Previous works on this topic are generally based on the construction and analysis of Attack Graphs. Important limitations of these proposals are the lack of scalability, and the static representation of the problem. We propose a transformation of the previous attack graph model. Our approach integrates the planner with the attack framework (used by the attacker or penetration tester), resulting in a dynamic graph with real time feedback of the information obtained by executing the actions, and focus on an efficient implementation on computers with concurrent but finite resources, that can be used on real-world networks. This has been implemented in a tool called RPT (Rapid Penetration Test). Its outstanding characteristics are parallelization, dynamic graph construction and the incorporation of expert knowledge in the form of strategies.
Classical planners used to solve Attack Graphs construct a course of action to reach the goal, without taking into account the possibility of executing simultaneous actions, building a serial plan which is far from optimal. We will show heuristics to schedule actions in time and take advantage of parallelization.

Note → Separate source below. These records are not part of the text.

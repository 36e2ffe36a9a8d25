use starlist_shared::Task;

/// Display section a task is listed
/// under. Derived from
/// `(completed, favorite)` on every
/// render; never stored.
#[derive(
  Debug,
  Clone,
  Copy,
  PartialEq,
  Eq,
  Hash,
  PartialOrd,
  Ord,
)]
pub enum Bucket {
  Favorites,
  Unfinished,
  Finished
}

impl Bucket {
  pub const ALL: [Bucket; 3] = [
    Bucket::Favorites,
    Bucket::Unfinished,
    Bucket::Finished
  ];

  pub fn title(self) -> &'static str {
    match self {
      | Self::Favorites => "Favorites",
      | Self::Unfinished => "Unfinished",
      | Self::Finished => "Finished"
    }
  }

  pub fn as_key(self) -> &'static str {
    match self {
      | Self::Favorites => "favorites",
      | Self::Unfinished => "unfinished",
      | Self::Finished => "finished"
    }
  }

  /// Unfinished work is always shown.
  pub fn collapsible(self) -> bool {
    !matches!(self, Self::Unfinished)
  }
}

pub fn bucket_of(task: &Task) -> Bucket {
  if task.favorite {
    Bucket::Favorites
  } else if task.completed {
    Bucket::Finished
  } else {
    Bucket::Unfinished
  }
}

#[derive(
  Debug, Clone, Default, PartialEq,
)]
pub struct TaskViews {
  pub favorites:  Vec<Task>,
  pub unfinished: Vec<Task>,
  pub finished:   Vec<Task>
}

impl TaskViews {
  pub fn section(
    &self,
    bucket: Bucket
  ) -> &[Task] {
    match bucket {
      | Bucket::Favorites => {
        &self.favorites
      }
      | Bucket::Unfinished => {
        &self.unfinished
      }
      | Bucket::Finished => {
        &self.finished
      }
    }
  }

  pub fn len(&self) -> usize {
    self.favorites.len()
      + self.unfinished.len()
      + self.finished.len()
  }

  pub fn is_empty(&self) -> bool {
    self.len() == 0
  }
}

/// Splits a snapshot into the three
/// display sections, keeping the
/// snapshot's relative order inside
/// each one.
pub fn derive_views(
  tasks: &[Task]
) -> TaskViews {
  let mut views = TaskViews::default();

  for task in tasks {
    let target = match bucket_of(task) {
      | Bucket::Favorites => {
        &mut views.favorites
      }
      | Bucket::Unfinished => {
        &mut views.unfinished
      }
      | Bucket::Finished => {
        &mut views.finished
      }
    };
    target.push(task.clone());
  }

  tracing::trace!(
    total = tasks.len(),
    favorites = views.favorites.len(),
    unfinished = views.unfinished.len(),
    finished = views.finished.len(),
    "derived task views"
  );
  views
}

/// Collapsed/expanded state of the
/// collapsible sections. Purely visual.
#[derive(
  Debug, Clone, Copy, PartialEq, Eq,
)]
pub struct SectionToggles {
  favorites_collapsed: bool,
  finished_collapsed:  bool
}

impl Default for SectionToggles {
  fn default() -> Self {
    Self {
      favorites_collapsed: false,
      finished_collapsed:  true
    }
  }
}

impl SectionToggles {
  pub fn is_collapsed(
    &self,
    bucket: Bucket
  ) -> bool {
    match bucket {
      | Bucket::Favorites => {
        self.favorites_collapsed
      }
      | Bucket::Unfinished => false,
      | Bucket::Finished => {
        self.finished_collapsed
      }
    }
  }

  #[must_use]
  pub fn toggled(
    mut self,
    bucket: Bucket
  ) -> Self {
    match bucket {
      | Bucket::Favorites => {
        self.favorites_collapsed =
          !self.favorites_collapsed;
      }
      | Bucket::Unfinished => {}
      | Bucket::Finished => {
        self.finished_collapsed =
          !self.finished_collapsed;
      }
    }
    self
  }
}

/// Whether a section gets rendered at
/// all. An empty favorites section is
/// hidden; the others always show.
pub fn section_visible(
  bucket: Bucket,
  views: &TaskViews
) -> bool {
  match bucket {
    | Bucket::Favorites => {
      !views.favorites.is_empty()
    }
    | _ => true
  }
}

#[cfg(test)]
mod tests {
  use std::collections::HashSet;

  use super::*;

  fn task(
    id: &str,
    completed: bool,
    favorite: bool
  ) -> Task {
    Task {
      id: id.to_string(),
      text: format!("task {id}"),
      completed,
      favorite,
      ..Task::default()
    }
  }

  fn ids(tasks: &[Task]) -> Vec<&str> {
    tasks
      .iter()
      .map(|task| task.id.as_str())
      .collect()
  }

  #[test]
  fn sections_partition_the_snapshot() {
    let mut tasks = Vec::new();
    for n in 0..64_u32 {
      tasks.push(task(
        &n.to_string(),
        n % 2 == 0,
        n % 3 == 0
      ));
    }

    let views = derive_views(&tasks);
    assert_eq!(views.len(), tasks.len());

    let mut seen = HashSet::new();
    for bucket in Bucket::ALL {
      for entry in views.section(bucket) {
        assert_eq!(
          bucket_of(entry),
          bucket
        );
        assert!(
          seen.insert(entry.id.clone()),
          "task {} listed twice",
          entry.id
        );
      }
    }
    assert_eq!(seen.len(), tasks.len());
  }

  #[test]
  fn sections_keep_snapshot_order() {
    let tasks = vec![
      task("a", false, false),
      task("b", true, true),
      task("c", true, false),
      task("d", false, false),
      task("e", false, true),
      task("f", true, false),
    ];

    let views = derive_views(&tasks);
    assert_eq!(
      ids(&views.favorites),
      ["b", "e"]
    );
    assert_eq!(
      ids(&views.unfinished),
      ["a", "d"]
    );
    assert_eq!(
      ids(&views.finished),
      ["c", "f"]
    );
  }

  #[test]
  fn favoriting_a_finished_task_moves_it_to_favorites(
  ) {
    let mut tasks = vec![
      task("a", true, false),
      task("b", false, false),
    ];
    let before = derive_views(&tasks);
    assert_eq!(
      ids(&before.finished),
      ["a"]
    );
    assert!(before.favorites.is_empty());

    tasks[0].favorite = true;
    let after = derive_views(&tasks);
    assert_eq!(
      ids(&after.favorites),
      ["a"]
    );
    assert!(after.finished.is_empty());
  }

  #[test]
  fn empty_snapshot_yields_empty_sections(
  ) {
    let views = derive_views(&[]);
    assert!(views.is_empty());
    assert!(!section_visible(
      Bucket::Favorites,
      &views
    ));
    assert!(section_visible(
      Bucket::Unfinished,
      &views
    ));
  }

  #[test]
  fn toggles_start_with_finished_collapsed(
  ) {
    let toggles =
      SectionToggles::default();
    assert!(!toggles.is_collapsed(
      Bucket::Favorites
    ));
    assert!(toggles.is_collapsed(
      Bucket::Finished
    ));

    let toggles = toggles
      .toggled(Bucket::Finished)
      .toggled(Bucket::Favorites)
      .toggled(Bucket::Unfinished);
    assert!(!toggles.is_collapsed(
      Bucket::Finished
    ));
    assert!(toggles.is_collapsed(
      Bucket::Favorites
    ));
    assert!(!toggles.is_collapsed(
      Bucket::Unfinished
    ));
  }
}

Also, current Attack Graph techniques are based on fixed initial scenarios, and result in the construction of enormous graphs (according to the desired level of detail) that must be regenerated as new information is discovered during the execution of a plan. Our approach creates a dynamic graph, where new information is incorporated online and goals are modified and created as a result of the actions. Another important characteristic of the RPT approach relies in its flexibility to incorporate the knowledge of penetration testing experts. Faced with uncertainty about the network, RPT will apply expert chosen methodologies (depending on the particular situation) to do network discovery and information gathering, before planning further attack steps. On the other side, recollected information is reused to optimize the election of subsequent tasks. For example, an expert crafted methodology will use a discovered SMNP service on a host to accurately find the OS version, instead of using a more general OS detection heuristics.
The flexible architecture of this tool makes it easy to model different types of attacks, to offer a suitable strategy according to the scenario, and to reuse attack plans or combine different attack plans. We also present another direction of research that expands currently published Attack Graphs techniques. The proposed network attacks model is based on Actions and Assets. This model adds a multidimensional cost to the attacker's actions, and refines the level of detail of the actions (from the attacker's point of view). The cost includes the probability of success, execution time and generated noise. The objective of the planning system becomes to find an optimal course of action in order to obtain specified goals. Although this problem is
NP-complete, near-optimal solutions can be found efficiently using state-of-the-art planning tools from the field of Artificial Intelligence. We will demo the tools for both approaches, and conclude with future steps for this research.